=== What you should do ===
The answer must consist of the entries, copied exactly and in full.

=== Listed records ===
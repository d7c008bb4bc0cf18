//! String conversion utilities for Windows API

/// Convert a Rust string to a NUL-terminated Windows wide string (UTF-16)
pub fn string_to_wide(s: &str) -> Vec<u16> {
    s.encode_utf16().chain(std::iter::once(0)).collect()
}

/// Convert Windows wide string (UTF-16) to Rust string, stopping at the first NUL
pub fn wide_to_string(wide: &[u16]) -> String {
    let len = wide.iter().position(|&c| c == 0).unwrap_or(wide.len());
    String::from_utf16_lossy(&wide[..len])
}

#[cfg(test)]
mod tests {
    use super::*;

    #[test]
    fn test_round_trip() {
        let wide = string_to_wide("SeDebugPrivilege");
        assert_eq!(wide.len(), "SeDebugPrivilege".len() + 1);
        assert_eq!(*wide.last().unwrap(), 0);
        assert_eq!(wide_to_string(&wide), "SeDebugPrivilege");
    }

    #[test]
    fn test_without_terminator() {
        let wide: Vec<u16> = "BUILTIN".encode_utf16().collect();
        assert_eq!(wide_to_string(&wide), "BUILTIN");
        assert_eq!(wide_to_string(&[]), "");
    }
}
//! Windows API bindings
//!
//! Thin safe wrappers over the system libraries the token backend needs.

pub mod advapi32;
pub mod kernel32;
pub mod secur32;
use criterion::{black_box, criterion_group, criterion_main, Criterion};
use std::collections::HashMap;

use winid::core::types::{Luid, OsError, Sid, TokenTarget};
use winid::identity::api::{Account, LookupFailure, LookupStatus, RawGroup};
use winid::identity::privilege::{decode_privileges, encode_records};
use winid::{Identity, TokenQuery};

const PRIVILEGES: &[(u64, &str, &str)] = &[
    (0x02, "SeCreateTokenPrivilege", "Create a token object"),
    (0x05, "SeIncreaseQuotaPrivilege", "Adjust memory quotas for a process"),
    (0x08, "SeSecurityPrivilege", "Manage auditing and security log"),
    (0x13, "SeShutdownPrivilege", "Shut down the system"),
    (0x14, "SeDebugPrivilege", "Debug programs"),
    (0x17, "SeChangeNotifyPrivilege", "Bypass traverse checking"),
    (0x19, "SeUndockPrivilege", "Remove computer from docking station"),
    (0x21, "SeIncreaseWorkingSetPrivilege", "Increase a process working set"),
    (0x22, "SeTimeZonePrivilege", "Change the time zone"),
];

struct BenchToken {
    groups: Vec<RawGroup>,
    accounts: HashMap<String, Account>,
    buffer: Vec<u8>,
}

impl BenchToken {
    fn new() -> Self {
        let mut groups = Vec::new();
        let mut accounts = HashMap::new();
        for i in 0..32u32 {
            let text = format!("S-1-5-21-1004336348-1177238915-682003330-{}", 1100 + i);
            groups.push(RawGroup::new(Sid::parse(&text).unwrap(), 0x7));
            accounts.insert(text, Account::new(format!("Group{}", i), "CONTOSO", 2));
        }
        let records: Vec<(Luid, u32)> = PRIVILEGES
            .iter()
            .map(|(luid, _, _)| (Luid::new(*luid), 0x2))
            .collect();

        BenchToken {
            groups,
            accounts,
            buffer: encode_records(&records),
        }
    }
}

fn write_wide(value: &str, buf: &mut [u16]) -> LookupStatus {
    let wide: Vec<u16> = value.encode_utf16().collect();
    if buf.len() <= wide.len() {
        return Err(LookupFailure::InsufficientBuffer(wide.len() + 1));
    }
    buf[..wide.len()].copy_from_slice(&wide);
    buf[wide.len()] = 0;
    Ok(wide.len())
}

fn not_found() -> LookupFailure {
    LookupFailure::Os(OsError::new(1313, "no such privilege"))
}

impl TokenQuery for BenchToken {
    fn user_name(&self, _: TokenTarget) -> Result<String, OsError> {
        Ok("CONTOSO\\bench".to_string())
    }

    fn user_sid(&self, _: TokenTarget) -> Result<Sid, OsError> {
        Sid::from_parts(1, 5, &[21, 1004336348, 1177238915, 682003330, 1001])
            .map_err(|e| OsError::new(0, e.to_string()))
    }

    fn token_groups(&self, _: TokenTarget) -> Result<Vec<RawGroup>, OsError> {
        Ok(self.groups.clone())
    }

    fn token_privileges(&self, _: TokenTarget) -> Result<Vec<u8>, OsError> {
        Ok(self.buffer.clone())
    }

    fn lookup_account(&self, sid: &Sid) -> Result<Option<Account>, OsError> {
        Ok(self.accounts.get(&sid.to_string()).cloned())
    }

    fn lookup_privilege_name(&self, luid: Luid, buf: &mut [u16]) -> LookupStatus {
        PRIVILEGES
            .iter()
            .find(|(l, _, _)| *l == luid.as_u64())
            .map_or_else(|| Err(not_found()), |(_, name, _)| write_wide(name, buf))
    }

    fn lookup_privilege_display_name(&self, name: &str, buf: &mut [u16]) -> LookupStatus {
        PRIVILEGES
            .iter()
            .find(|(_, n, _)| *n == name)
            .map_or_else(|| Err(not_found()), |(_, _, d)| write_wide(d, buf))
    }
}

fn benchmark_decode(c: &mut Criterion) {
    let token = BenchToken::new();

    c.bench_function("decode_privileges", |b| {
        b.iter(|| {
            decode_privileges(&token, black_box(&token.buffer), TokenTarget::CurrentProcess)
                .unwrap()
        });
    });

    c.bench_function("identity_query", |b| {
        b.iter(|| Identity::query(black_box(&token), None).unwrap());
    });
}

fn benchmark_render(c: &mut Criterion) {
    let token = BenchToken::new();
    let identity = Identity::query(&token, None).unwrap();

    c.bench_function("whoami_all", |b| {
        b.iter(|| black_box(&identity).whoami_all());
    });
}

criterion_group!(benches, benchmark_decode, benchmark_render);
criterion_main!(benches);
//! `id.toml` configuration: logging and output settings
//!
//! Loading lives in [`loader`], default values in [`defaults`] and level
//! checks in [`validator`].

mod defaults;
mod loader;
mod validator;

pub use defaults::{
    default_config, DEFAULT_ANSI, DEFAULT_FORMAT, DEFAULT_LOG_LEVEL, DEFAULT_LOWERCASE_NAME,
};
pub use loader::{
    load_config, Config, ConfigError, ConfigLoader, LoggingConfig, OutputConfig, OutputFormat,
    DEFAULT_CONFIG_FILE,
};
pub use validator::{validate_config, ConfigValidator};

pub type ConfigResult<T> = Result<T, ConfigError>;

=== Result of the exercise ===
repository d7c008bb4bc0cf18
//! String conversion utilities for Windows API

/// Convert a Rust string to a NUL-terminated Windows wide string (UTF-16)
pub fn string_to_wide(s: &str) -> Vec<u16> {
    s.encode_utf16().chain(std::iter::once(0)).collect()
}

/// Convert Windows wide string (UTF-16) to Rust string, stopping at the first NUL
pub fn wide_to_string(wide: &[u16]) -> String {
    let len = wide.iter().position(|&c| c == 0).unwrap_or(wide.len());
    String::from_utf16_lossy(&wide[..len])
}

#[cfg(test)]
mod tests {
    use super::*;

    #[test]
    fn test_round_trip() {
        let wide = string_to_wide("SeDebugPrivilege");
        assert_eq!(wide.len(), "SeDebugPrivilege".len() + 1);
        assert_eq!(*wide.last().unwrap(), 0);
        assert_eq!(wide_to_string(&wide), "SeDebugPrivilege");
    }

    #[test]
    fn test_without_terminator() {
        let wide: Vec<u16> = "BUILTIN".encode_utf16().collect();
        assert_eq!(wide_to_string(&wide), "BUILTIN");
        assert_eq!(wide_to_string(&[]), "");
    }
}
//! Windows API bindings
//!
//! Thin safe wrappers over the system libraries the token backend needs.

pub mod advapi32;
pub mod kernel32;
pub mod secur32;
use criterion::{black_box, criterion_group, criterion_main, Criterion};
use std::collections::HashMap;

use winid::core::types::{Luid, OsError, Sid, TokenTarget};
use winid::identity::api::{Account, LookupFailure, LookupStatus, RawGroup};
use winid::identity::privilege::{decode_privileges, encode_records};
use winid::{Identity, TokenQuery};

const PRIVILEGES: &[(u64, &str, &str)] = &[
    (0x02, "SeCreateTokenPrivilege", "Create a token object"),
    (0x05, "SeIncreaseQuotaPrivilege", "Adjust memory quotas for a process"),
    (0x08, "SeSecurityPrivilege", "Manage auditing and security log"),
    (0x13, "SeShutdownPrivilege", "Shut down the system"),
    (0x14, "SeDebugPrivilege", "Debug programs"),
    (0x17, "SeChangeNotifyPrivilege", "Bypass traverse checking"),
    (0x19, "SeUndockPrivilege", "Remove computer from docking station"),
    (0x21, "SeIncreaseWorkingSetPrivilege", "Increase a process working set"),
    (0x22, "SeTimeZonePrivilege", "Change the time zone"),
];

struct BenchToken {
    groups: Vec<RawGroup>,
    accounts: HashMap<String, Account>,
    buffer: Vec<u8>,
}

impl BenchToken {
    fn new() -> Self {
        let mut groups = Vec::new();
        let mut accounts = HashMap::new();
        for i in 0..32u32 {
            let text = format!("S-1-5-21-1004336348-1177238915-682003330-{}", 1100 + i);
            groups.push(RawGroup::new(Sid::parse(&text).unwrap(), 0x7));
            accounts.insert(text, Account::new(format!("Group{}", i), "CONTOSO", 2));
        }
        let records: Vec<(Luid, u32)> = PRIVILEGES
            .iter()
            .map(|(luid, _, _)| (Luid::new(*luid), 0x2))
            .collect();

        BenchToken {
            groups,
            accounts,
            buffer: encode_records(&records),
        }
    }
}

fn write_wide(value: &str, buf: &mut [u16]) -> LookupStatus {
    let wide: Vec<u16> = value.encode_utf16().collect();
    if buf.len() <= wide.len() {
        return Err(LookupFailure::InsufficientBuffer(wide.len() + 1));
    }
    buf[..wide.len()].copy_from_slice(&wide);
    buf[wide.len()] = 0;
    Ok(wide.len())
}

fn not_found() -> LookupFailure {
    LookupFailure::Os(OsError::new(1313, "no such privilege"))
}

impl TokenQuery for BenchToken {
    fn user_name(&self, _: TokenTarget) -> Result<String, OsError> {
        Ok("CONTOSO\\bench".to_string())
    }

    fn user_sid(&self, _: TokenTarget) -> Result<Sid, OsError> {
        Sid::from_parts(1, 5, &[21, 1004336348, 1177238915, 682003330, 1001])
            .map_err(|e| OsError::new(0, e.to_string()))
    }

    fn token_groups(&self, _: TokenTarget) -> Result<Vec<RawGroup>, OsError> {
        Ok(self.groups.clone())
    }

    fn token_privileges(&self, _: TokenTarget) -> Result<Vec<u8>, OsError> {
        Ok(self.buffer.clone())
    }

    fn lookup_account(&self, sid: &Sid) -> Result<Option<Account>, OsError> {
        Ok(self.accounts.get(&sid.to_string()).cloned())
    }

    fn lookup_privilege_name(&self, luid: Luid, buf: &mut [u16]) -> LookupStatus {
        PRIVILEGES
            .iter()
            .find(|(l, _, _)| *l == luid.as_u64())
            .map_or_else(|| Err(not_found()), |(_, name, _)| write_wide(name, buf))
    }

    fn lookup_privilege_display_name(&self, name: &str, buf: &mut [u16]) -> LookupStatus {
        PRIVILEGES
            .iter()
            .find(|(_, n, _)| *n == name)
            .map_or_else(|| Err(not_found()), |(_, _, d)| write_wide(d, buf))
    }
}

fn benchmark_decode(c: &mut Criterion) {
    let token = BenchToken::new();

    c.bench_function("decode_privileges", |b| {
        b.iter(|| {
            decode_privileges(&token, black_box(&token.buffer), TokenTarget::CurrentProcess)
                .unwrap()
        });
    });

    c.bench_function("identity_query", |b| {
        b.iter(|| Identity::query(black_box(&token), None).unwrap());
    });
}

fn benchmark_render(c: &mut Criterion) {
    let token = BenchToken::new();
    let identity = Identity::query(&token, None).unwrap();

    c.bench_function("whoami_all", |b| {
        b.iter(|| black_box(&identity).whoami_all());
    });
}

criterion_group!(benches, benchmark_decode, benchmark_render);
criterion_main!(benches);
//! `id.toml` configuration: logging and output settings
//!
//! Loading lives in [`loader`], default values in [`defaults`] and level
//! checks in [`validator`].

mod defaults;
mod loader;
mod validator;

pub use defaults::{
    default_config, DEFAULT_ANSI, DEFAULT_FORMAT, DEFAULT_LOG_LEVEL, DEFAULT_LOWERCASE_NAME,
};
pub use loader::{
    load_config, Config, ConfigError, ConfigLoader, LoggingConfig, OutputConfig, OutputFormat,
    DEFAULT_CONFIG_FILE,
};
pub use validator::{validate_config, ConfigValidator};

pub type ConfigResult<T> = Result<T, ConfigError>;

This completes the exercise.